INFORMATION PROVIDED:
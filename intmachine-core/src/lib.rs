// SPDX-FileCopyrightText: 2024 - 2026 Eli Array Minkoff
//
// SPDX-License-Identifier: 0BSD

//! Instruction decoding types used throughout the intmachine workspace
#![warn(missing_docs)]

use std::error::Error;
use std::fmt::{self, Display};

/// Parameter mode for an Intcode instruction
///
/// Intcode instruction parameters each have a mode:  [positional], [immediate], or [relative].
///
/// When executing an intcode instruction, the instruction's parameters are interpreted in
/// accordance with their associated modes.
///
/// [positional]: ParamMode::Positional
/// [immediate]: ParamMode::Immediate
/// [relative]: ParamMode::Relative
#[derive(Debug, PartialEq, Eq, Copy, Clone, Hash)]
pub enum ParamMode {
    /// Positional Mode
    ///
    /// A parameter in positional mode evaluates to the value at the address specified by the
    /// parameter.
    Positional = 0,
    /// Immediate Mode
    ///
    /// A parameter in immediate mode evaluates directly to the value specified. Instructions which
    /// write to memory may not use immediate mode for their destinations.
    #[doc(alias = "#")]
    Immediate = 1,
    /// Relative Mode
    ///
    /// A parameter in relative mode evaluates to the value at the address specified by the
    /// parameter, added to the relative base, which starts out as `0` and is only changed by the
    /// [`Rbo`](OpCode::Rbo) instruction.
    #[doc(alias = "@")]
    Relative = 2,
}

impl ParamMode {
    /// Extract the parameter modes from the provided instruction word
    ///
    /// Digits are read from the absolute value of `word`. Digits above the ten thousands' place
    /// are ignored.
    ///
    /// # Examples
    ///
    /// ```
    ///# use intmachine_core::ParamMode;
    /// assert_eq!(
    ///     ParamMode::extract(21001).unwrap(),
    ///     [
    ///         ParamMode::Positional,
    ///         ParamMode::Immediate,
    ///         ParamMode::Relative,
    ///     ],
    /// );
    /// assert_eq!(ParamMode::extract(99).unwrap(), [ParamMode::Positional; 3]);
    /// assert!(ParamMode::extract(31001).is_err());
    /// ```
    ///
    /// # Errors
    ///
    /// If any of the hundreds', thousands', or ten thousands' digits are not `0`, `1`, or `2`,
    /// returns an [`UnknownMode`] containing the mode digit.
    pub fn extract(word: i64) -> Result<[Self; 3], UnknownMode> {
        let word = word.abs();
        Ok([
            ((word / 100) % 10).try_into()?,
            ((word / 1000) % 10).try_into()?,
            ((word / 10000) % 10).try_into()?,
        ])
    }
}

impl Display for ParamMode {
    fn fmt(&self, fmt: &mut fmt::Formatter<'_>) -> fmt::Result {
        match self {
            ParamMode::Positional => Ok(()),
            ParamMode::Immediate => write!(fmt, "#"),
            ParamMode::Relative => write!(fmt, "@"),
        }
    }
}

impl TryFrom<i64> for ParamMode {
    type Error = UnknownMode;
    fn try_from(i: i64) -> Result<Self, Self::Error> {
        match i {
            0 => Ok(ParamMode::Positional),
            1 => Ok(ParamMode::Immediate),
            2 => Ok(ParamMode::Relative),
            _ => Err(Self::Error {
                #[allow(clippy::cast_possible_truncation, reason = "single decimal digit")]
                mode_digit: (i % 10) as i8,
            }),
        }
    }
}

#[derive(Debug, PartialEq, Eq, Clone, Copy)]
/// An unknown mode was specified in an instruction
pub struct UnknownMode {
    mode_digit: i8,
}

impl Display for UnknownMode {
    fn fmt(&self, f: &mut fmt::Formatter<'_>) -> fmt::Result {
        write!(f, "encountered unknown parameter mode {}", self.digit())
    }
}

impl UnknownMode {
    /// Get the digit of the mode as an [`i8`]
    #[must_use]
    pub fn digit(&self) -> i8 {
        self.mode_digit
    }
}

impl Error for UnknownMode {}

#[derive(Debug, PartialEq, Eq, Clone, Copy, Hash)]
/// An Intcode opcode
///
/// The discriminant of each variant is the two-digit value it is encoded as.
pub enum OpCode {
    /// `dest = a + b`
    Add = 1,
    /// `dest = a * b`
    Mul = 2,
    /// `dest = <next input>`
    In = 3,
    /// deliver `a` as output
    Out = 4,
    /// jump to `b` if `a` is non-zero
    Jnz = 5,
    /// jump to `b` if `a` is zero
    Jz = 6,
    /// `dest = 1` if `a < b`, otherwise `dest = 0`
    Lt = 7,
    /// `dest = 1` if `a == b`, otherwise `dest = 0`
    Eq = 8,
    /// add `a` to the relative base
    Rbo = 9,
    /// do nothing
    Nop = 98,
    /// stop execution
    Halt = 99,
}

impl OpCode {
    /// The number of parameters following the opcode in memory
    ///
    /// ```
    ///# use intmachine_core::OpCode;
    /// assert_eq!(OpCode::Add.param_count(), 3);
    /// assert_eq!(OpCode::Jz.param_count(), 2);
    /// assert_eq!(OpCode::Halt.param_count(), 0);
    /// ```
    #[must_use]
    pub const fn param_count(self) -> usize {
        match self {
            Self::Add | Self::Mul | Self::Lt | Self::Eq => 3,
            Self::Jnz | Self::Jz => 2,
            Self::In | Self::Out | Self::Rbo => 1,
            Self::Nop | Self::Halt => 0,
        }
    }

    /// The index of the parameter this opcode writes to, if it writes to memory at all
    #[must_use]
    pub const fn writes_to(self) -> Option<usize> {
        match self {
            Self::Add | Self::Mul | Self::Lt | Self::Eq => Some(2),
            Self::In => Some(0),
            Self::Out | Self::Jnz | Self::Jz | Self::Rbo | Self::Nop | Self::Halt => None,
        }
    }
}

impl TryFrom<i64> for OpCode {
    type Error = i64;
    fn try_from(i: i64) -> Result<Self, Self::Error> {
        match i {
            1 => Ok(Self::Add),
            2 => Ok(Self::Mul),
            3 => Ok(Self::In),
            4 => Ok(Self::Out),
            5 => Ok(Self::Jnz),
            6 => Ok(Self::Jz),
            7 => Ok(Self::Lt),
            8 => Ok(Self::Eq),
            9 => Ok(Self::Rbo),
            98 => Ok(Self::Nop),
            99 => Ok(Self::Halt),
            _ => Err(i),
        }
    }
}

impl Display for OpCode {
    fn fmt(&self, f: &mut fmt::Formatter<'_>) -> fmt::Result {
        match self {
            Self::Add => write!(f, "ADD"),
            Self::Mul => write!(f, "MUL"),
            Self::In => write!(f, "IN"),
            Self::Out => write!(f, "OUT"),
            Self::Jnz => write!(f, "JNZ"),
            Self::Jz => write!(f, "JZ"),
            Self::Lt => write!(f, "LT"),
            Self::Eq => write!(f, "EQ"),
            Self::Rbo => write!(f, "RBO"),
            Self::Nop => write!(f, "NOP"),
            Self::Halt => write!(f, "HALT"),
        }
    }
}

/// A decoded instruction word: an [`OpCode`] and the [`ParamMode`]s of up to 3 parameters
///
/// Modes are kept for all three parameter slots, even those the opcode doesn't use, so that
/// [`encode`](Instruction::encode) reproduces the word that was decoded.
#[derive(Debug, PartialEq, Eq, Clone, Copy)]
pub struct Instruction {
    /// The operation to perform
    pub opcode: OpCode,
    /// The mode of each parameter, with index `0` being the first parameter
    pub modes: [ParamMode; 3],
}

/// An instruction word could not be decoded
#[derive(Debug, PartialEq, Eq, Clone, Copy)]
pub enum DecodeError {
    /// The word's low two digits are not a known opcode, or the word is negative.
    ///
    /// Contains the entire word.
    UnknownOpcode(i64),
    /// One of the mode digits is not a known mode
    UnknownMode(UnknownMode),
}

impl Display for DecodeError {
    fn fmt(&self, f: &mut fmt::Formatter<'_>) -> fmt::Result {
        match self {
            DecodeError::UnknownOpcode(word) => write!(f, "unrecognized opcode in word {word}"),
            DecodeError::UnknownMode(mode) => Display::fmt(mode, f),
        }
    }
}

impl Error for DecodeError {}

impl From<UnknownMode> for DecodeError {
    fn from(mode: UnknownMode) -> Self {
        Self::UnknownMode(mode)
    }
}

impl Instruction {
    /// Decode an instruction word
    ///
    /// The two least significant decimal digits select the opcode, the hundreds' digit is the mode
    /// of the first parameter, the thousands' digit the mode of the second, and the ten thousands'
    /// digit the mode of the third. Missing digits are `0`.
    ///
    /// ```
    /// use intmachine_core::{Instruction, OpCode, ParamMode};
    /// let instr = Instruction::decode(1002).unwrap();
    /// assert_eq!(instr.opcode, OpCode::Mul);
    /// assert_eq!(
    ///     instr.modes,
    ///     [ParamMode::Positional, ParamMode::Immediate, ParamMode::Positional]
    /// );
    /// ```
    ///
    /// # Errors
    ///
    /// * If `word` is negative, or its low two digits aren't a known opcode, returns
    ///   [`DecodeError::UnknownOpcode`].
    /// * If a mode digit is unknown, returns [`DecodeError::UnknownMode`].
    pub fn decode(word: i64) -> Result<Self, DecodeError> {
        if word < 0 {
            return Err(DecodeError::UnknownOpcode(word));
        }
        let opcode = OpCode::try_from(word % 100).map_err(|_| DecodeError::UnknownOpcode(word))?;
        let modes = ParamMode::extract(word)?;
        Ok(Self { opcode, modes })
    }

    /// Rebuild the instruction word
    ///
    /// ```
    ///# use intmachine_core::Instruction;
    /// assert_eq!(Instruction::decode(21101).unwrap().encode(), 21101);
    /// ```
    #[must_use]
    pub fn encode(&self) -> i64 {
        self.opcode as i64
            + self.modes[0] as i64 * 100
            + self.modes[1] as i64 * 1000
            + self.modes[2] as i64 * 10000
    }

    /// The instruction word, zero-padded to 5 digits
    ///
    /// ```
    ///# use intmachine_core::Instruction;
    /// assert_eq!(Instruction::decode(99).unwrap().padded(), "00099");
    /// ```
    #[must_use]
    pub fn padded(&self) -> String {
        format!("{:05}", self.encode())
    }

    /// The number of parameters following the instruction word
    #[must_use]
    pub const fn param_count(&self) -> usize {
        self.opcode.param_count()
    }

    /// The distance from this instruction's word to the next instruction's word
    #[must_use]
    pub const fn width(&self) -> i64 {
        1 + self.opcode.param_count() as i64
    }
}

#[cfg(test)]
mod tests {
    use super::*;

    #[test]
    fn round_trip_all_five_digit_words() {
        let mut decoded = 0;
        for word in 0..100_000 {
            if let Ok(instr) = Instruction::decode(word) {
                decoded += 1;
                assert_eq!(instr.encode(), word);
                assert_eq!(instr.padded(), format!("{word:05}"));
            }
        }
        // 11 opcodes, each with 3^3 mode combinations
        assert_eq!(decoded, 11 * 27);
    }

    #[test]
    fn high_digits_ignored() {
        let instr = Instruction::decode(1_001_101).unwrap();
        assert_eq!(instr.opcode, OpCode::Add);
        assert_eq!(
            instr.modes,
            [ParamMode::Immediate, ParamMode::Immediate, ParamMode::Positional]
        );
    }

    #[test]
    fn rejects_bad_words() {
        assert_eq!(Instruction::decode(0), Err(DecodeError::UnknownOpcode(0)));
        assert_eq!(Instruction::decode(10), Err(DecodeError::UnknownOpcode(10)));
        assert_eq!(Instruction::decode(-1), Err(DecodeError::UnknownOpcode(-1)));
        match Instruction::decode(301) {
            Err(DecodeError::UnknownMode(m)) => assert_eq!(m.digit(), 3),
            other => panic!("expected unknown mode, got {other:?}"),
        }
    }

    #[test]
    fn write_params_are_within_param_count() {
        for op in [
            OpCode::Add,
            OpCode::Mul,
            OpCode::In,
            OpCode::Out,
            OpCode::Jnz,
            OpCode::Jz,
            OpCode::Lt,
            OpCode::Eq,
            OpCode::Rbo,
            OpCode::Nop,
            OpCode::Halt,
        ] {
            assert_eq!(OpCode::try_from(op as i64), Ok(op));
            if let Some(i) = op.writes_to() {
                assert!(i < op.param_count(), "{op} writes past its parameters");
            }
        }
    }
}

TASK DESCRIPTION: Could you quote, exactly as they appear, the line containing "assert_eq!(OpCode::try_from(op as i64), Ok(op));" and every line after it to the end of the records above?

YOUR RESPONSE:
            assert_eq!(OpCode::try_from(op as i64), Ok(op));
            if let Some(i) = op.writes_to() {
                assert!(i < op.param_count(), "{op} writes past its parameters");
            }
        }
    }
}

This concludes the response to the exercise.